A I watched the spectacle unfold, I thought of Lucia St. Clair Robson's wonderful historical novel of the life of Osceola, Light a Distant Fire. The great Seminole warrior probably never made it to the land of Tsul 'Kalu, but I believe he would have appreciated the sight of the mountains and learning the story of the Slant-eyed Giant.
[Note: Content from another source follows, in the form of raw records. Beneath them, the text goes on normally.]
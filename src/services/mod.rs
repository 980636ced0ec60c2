/// MPRIS endpoint exposed to desktop clients
pub mod mpris;
/// Radiotray-NG D-Bus API client
pub mod radiotray;

pub use mpris::{EventSink, MprisServer, Notification, ProtocolAdapter};
pub use radiotray::{ApiError, PlayerApi, PlayerApiClient, PlayerApiConnector, PlayerState};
Friday, 29 June 2018 23:05

Relativity and Mostly Solid Rock

In all of the years I/we have been visiting Acadia, we had somehow never managed to find our way over to Schoodic Peninsula, a separate unit of the Park on the eastern side of Frenchman Bay, due East of Great Head about an hour away from Southwest Harbor by car, and actually part of the mainland. It is a geologist's Eden, a massive slope of pink granite, fractured by interval intrusions of black diabase - an igneous rock similar to basalt - which weather differentially and encourage fountains of spray to erupt from the creviced rock.

Schoodic is such a convoluted landscape that I wanted to play a bit with perspective.. The rise in the granite (mid-ground) above the shelf is only about 15", but by placing the camera even with the top of the step-up and being lower down on the shelf, the step up was rendered as a much more looming presence. A focal length of 24mm, solid wide-angle, gave me the angle-of-view I wanted. An aperture of f/20 provided depth-of-field, and a shutter speed of 1/20th of a second at ISO 100 gave me an overall slightly-lighter-than-medium exposure. Some of the balsam fir trees along the apex of the point top out around 50'.

I feel certain that our first visit to Schoodic will somehow not be our last.